══ EXTRACTED MATERIAL ══

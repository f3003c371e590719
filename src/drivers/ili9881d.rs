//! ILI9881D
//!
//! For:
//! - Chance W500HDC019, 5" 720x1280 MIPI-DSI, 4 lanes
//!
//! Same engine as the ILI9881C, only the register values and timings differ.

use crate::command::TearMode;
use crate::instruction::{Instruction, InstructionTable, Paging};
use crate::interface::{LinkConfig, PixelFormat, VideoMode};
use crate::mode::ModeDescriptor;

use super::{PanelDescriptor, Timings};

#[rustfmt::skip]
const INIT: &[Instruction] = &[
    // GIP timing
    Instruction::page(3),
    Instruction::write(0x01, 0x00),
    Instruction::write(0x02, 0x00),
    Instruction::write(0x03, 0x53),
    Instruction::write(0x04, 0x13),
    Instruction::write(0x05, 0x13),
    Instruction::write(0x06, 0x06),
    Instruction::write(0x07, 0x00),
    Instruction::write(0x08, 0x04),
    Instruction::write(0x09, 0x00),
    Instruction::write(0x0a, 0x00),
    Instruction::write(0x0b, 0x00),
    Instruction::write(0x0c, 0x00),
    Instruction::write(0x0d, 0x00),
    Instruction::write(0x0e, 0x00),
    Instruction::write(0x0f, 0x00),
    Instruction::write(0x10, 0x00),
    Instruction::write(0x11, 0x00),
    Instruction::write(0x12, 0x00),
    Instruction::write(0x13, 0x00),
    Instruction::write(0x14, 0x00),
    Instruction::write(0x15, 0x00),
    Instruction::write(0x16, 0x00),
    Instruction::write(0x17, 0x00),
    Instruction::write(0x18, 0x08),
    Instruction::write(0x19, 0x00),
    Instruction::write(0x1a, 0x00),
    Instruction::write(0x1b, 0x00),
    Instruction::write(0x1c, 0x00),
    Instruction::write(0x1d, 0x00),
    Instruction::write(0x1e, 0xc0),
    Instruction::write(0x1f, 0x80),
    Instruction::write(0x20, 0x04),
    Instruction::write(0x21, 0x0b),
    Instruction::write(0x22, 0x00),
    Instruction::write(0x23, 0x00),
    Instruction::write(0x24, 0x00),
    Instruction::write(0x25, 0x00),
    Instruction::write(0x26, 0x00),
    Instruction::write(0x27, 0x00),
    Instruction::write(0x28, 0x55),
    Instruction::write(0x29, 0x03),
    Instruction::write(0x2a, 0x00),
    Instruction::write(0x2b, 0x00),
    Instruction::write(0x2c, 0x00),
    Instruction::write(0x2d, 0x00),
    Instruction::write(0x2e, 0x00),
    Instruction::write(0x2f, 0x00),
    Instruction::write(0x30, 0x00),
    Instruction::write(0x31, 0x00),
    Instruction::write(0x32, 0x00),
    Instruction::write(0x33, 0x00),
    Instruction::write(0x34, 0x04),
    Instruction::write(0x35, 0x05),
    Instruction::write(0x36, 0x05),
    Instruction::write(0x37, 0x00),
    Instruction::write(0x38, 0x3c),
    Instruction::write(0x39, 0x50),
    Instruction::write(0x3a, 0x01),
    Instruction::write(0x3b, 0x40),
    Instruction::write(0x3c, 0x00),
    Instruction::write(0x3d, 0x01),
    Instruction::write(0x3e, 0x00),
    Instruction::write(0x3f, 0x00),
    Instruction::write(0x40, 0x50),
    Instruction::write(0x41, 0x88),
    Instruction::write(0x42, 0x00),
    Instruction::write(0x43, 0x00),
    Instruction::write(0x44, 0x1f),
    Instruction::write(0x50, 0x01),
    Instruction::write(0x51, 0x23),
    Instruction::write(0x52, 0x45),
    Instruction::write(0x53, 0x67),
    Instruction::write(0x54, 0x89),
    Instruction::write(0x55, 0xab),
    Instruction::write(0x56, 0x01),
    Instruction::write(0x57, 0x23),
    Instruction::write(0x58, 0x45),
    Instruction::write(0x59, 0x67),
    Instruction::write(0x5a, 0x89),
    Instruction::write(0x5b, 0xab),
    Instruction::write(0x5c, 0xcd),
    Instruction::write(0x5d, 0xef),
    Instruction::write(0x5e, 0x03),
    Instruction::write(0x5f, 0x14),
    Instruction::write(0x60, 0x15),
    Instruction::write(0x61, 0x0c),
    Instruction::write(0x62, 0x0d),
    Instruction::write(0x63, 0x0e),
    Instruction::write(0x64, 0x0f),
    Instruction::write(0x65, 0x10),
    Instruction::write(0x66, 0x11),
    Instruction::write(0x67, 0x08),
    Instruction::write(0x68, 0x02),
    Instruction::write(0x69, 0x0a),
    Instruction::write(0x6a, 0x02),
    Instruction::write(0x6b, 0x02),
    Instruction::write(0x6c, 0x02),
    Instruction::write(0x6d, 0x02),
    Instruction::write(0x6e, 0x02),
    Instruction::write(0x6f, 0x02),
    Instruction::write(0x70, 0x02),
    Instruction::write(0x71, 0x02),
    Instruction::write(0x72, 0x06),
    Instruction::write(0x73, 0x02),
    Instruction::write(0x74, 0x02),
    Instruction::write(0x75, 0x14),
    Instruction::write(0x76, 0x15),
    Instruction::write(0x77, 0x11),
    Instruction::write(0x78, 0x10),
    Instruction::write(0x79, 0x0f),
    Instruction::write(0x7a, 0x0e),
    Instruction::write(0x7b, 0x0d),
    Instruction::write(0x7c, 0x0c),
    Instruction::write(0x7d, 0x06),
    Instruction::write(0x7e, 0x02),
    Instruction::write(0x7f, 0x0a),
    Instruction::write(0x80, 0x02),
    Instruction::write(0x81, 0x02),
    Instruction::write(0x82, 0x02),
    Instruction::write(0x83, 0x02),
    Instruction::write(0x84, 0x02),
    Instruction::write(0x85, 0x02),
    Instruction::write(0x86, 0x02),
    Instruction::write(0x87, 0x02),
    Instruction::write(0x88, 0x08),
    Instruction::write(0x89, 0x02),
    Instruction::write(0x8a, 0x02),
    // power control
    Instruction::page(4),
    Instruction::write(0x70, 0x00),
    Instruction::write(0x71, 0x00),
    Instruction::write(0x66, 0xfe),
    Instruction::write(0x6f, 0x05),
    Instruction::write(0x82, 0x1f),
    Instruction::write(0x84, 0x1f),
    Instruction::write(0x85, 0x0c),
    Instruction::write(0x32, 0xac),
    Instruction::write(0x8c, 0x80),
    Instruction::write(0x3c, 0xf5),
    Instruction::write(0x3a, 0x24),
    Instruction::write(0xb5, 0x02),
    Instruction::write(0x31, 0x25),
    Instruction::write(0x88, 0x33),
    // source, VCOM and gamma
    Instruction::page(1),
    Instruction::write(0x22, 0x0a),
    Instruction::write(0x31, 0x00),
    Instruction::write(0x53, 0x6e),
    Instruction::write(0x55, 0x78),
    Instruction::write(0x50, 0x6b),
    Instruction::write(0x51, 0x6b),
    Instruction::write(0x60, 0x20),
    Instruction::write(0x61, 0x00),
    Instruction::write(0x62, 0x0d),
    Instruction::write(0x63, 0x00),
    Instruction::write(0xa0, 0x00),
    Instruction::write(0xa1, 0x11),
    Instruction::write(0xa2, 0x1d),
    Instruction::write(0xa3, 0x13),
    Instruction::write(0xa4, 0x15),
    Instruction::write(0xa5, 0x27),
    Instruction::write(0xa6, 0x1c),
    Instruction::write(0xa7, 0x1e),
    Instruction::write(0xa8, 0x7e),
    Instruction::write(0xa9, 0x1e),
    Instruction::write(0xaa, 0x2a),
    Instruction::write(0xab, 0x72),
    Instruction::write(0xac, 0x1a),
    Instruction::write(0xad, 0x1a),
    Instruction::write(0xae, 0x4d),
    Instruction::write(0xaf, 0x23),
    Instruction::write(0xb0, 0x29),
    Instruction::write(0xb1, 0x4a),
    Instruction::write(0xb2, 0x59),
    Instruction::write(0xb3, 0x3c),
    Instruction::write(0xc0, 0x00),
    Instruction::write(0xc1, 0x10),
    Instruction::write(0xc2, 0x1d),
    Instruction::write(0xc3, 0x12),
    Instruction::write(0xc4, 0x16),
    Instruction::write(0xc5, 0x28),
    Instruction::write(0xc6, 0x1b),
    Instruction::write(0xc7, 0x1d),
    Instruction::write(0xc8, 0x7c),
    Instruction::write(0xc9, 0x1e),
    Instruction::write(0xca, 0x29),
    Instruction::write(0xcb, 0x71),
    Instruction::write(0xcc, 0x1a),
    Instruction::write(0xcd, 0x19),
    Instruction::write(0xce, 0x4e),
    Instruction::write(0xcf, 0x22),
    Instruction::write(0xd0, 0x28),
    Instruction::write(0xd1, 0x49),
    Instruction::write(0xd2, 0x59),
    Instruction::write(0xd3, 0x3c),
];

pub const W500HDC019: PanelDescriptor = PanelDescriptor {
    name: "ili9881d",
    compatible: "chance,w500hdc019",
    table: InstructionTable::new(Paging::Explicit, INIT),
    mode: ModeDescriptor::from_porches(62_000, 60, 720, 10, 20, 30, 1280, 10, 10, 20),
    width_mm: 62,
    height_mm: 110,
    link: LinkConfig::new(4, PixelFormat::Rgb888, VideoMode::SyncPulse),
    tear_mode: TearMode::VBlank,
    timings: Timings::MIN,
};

═══
══ EXTRACTED MATERIAL ══

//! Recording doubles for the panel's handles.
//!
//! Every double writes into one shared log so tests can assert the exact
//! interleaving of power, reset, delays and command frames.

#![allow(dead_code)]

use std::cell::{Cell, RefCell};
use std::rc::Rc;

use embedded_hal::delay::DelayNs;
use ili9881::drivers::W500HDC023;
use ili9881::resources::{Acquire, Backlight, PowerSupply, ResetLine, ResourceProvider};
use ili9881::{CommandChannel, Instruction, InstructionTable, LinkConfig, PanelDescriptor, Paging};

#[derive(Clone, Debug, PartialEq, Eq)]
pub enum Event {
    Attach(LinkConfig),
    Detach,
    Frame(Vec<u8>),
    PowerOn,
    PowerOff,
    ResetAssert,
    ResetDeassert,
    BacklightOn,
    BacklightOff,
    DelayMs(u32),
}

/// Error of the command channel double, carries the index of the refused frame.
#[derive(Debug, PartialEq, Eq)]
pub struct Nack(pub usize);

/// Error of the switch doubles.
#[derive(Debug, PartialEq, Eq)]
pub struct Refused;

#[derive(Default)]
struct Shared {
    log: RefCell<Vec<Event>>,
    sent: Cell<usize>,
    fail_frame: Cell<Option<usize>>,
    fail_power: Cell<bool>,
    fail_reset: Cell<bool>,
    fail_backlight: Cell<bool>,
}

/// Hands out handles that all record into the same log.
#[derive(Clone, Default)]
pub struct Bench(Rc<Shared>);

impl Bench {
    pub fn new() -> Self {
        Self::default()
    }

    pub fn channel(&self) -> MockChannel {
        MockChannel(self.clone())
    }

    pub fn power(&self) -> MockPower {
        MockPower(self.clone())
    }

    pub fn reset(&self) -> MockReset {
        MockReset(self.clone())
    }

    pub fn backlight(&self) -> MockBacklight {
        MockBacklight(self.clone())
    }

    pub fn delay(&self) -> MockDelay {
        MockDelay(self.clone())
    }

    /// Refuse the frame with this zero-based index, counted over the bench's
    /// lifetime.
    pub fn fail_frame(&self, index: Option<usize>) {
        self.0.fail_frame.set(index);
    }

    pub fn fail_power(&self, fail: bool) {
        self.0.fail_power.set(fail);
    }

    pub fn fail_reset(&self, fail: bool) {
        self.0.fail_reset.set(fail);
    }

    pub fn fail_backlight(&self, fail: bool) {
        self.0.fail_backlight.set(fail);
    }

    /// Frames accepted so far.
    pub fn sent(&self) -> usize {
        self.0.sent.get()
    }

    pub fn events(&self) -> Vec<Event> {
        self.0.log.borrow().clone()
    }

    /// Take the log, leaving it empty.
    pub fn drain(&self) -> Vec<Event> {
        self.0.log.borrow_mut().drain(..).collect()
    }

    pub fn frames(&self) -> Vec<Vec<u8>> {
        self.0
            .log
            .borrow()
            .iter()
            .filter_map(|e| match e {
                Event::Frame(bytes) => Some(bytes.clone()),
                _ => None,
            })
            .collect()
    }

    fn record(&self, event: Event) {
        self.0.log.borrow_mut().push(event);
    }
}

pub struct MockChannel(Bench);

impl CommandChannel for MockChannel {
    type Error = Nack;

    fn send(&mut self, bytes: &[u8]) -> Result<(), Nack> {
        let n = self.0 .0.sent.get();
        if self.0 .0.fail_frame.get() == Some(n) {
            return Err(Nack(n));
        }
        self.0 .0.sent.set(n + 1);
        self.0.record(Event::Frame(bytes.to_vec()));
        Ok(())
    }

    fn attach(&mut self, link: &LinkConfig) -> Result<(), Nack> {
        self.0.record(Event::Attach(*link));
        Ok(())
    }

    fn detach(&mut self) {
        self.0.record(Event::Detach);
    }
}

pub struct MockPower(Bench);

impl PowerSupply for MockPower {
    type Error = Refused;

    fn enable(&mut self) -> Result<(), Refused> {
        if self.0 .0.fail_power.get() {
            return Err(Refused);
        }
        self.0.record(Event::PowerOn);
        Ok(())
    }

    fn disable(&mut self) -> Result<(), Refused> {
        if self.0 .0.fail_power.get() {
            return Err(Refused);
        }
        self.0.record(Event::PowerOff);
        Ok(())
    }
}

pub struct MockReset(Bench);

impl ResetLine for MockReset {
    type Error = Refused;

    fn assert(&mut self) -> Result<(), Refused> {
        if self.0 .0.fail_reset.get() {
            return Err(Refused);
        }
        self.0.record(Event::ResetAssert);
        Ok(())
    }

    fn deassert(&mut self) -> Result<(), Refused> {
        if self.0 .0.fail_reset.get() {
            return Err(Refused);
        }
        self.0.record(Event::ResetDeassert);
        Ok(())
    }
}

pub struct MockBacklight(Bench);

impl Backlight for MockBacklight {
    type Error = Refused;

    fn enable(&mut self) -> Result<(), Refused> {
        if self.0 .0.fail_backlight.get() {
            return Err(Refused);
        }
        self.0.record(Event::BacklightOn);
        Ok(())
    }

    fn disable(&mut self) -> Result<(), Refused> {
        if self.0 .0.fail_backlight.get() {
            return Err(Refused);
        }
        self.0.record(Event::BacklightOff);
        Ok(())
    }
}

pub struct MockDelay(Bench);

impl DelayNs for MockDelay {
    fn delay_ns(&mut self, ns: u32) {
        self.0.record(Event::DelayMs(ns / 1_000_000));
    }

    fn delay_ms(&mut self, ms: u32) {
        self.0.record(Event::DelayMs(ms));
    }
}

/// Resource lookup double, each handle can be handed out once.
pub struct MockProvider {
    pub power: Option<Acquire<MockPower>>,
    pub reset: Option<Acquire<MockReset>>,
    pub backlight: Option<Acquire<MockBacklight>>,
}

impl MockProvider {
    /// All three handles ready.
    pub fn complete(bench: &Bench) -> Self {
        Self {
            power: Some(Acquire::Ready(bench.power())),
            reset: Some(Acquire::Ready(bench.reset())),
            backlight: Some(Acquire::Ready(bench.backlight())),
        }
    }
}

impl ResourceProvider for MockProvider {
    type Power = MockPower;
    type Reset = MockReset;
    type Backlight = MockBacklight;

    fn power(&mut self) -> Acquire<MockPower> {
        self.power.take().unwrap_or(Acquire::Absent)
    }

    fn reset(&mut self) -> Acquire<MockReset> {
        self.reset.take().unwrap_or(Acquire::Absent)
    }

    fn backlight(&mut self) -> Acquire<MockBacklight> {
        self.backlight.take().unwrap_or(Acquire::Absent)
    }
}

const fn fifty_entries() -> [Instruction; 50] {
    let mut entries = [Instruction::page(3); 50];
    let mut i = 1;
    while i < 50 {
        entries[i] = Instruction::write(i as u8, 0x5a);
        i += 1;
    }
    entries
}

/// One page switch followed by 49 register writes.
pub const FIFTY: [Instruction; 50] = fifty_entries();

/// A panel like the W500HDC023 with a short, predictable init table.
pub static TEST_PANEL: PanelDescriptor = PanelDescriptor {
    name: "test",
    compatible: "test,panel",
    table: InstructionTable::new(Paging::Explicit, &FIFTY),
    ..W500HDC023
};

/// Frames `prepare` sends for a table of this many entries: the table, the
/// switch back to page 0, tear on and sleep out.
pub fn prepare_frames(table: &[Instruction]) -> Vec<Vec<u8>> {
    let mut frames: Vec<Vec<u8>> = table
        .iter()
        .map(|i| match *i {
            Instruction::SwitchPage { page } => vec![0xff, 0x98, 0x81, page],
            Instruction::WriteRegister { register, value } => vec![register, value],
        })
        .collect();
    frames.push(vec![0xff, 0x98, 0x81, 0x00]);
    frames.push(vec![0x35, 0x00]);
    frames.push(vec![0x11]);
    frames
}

═══

§ **WHAT THE TASK REQUIRES**
Your answer should be each line of the data that contains the word "writes", copied as it stands.

§ **ANSWER TO THIS EXERCISE**
//! Every double writes into one shared log so tests can assert the exact
/// One page switch followed by 49 register writes.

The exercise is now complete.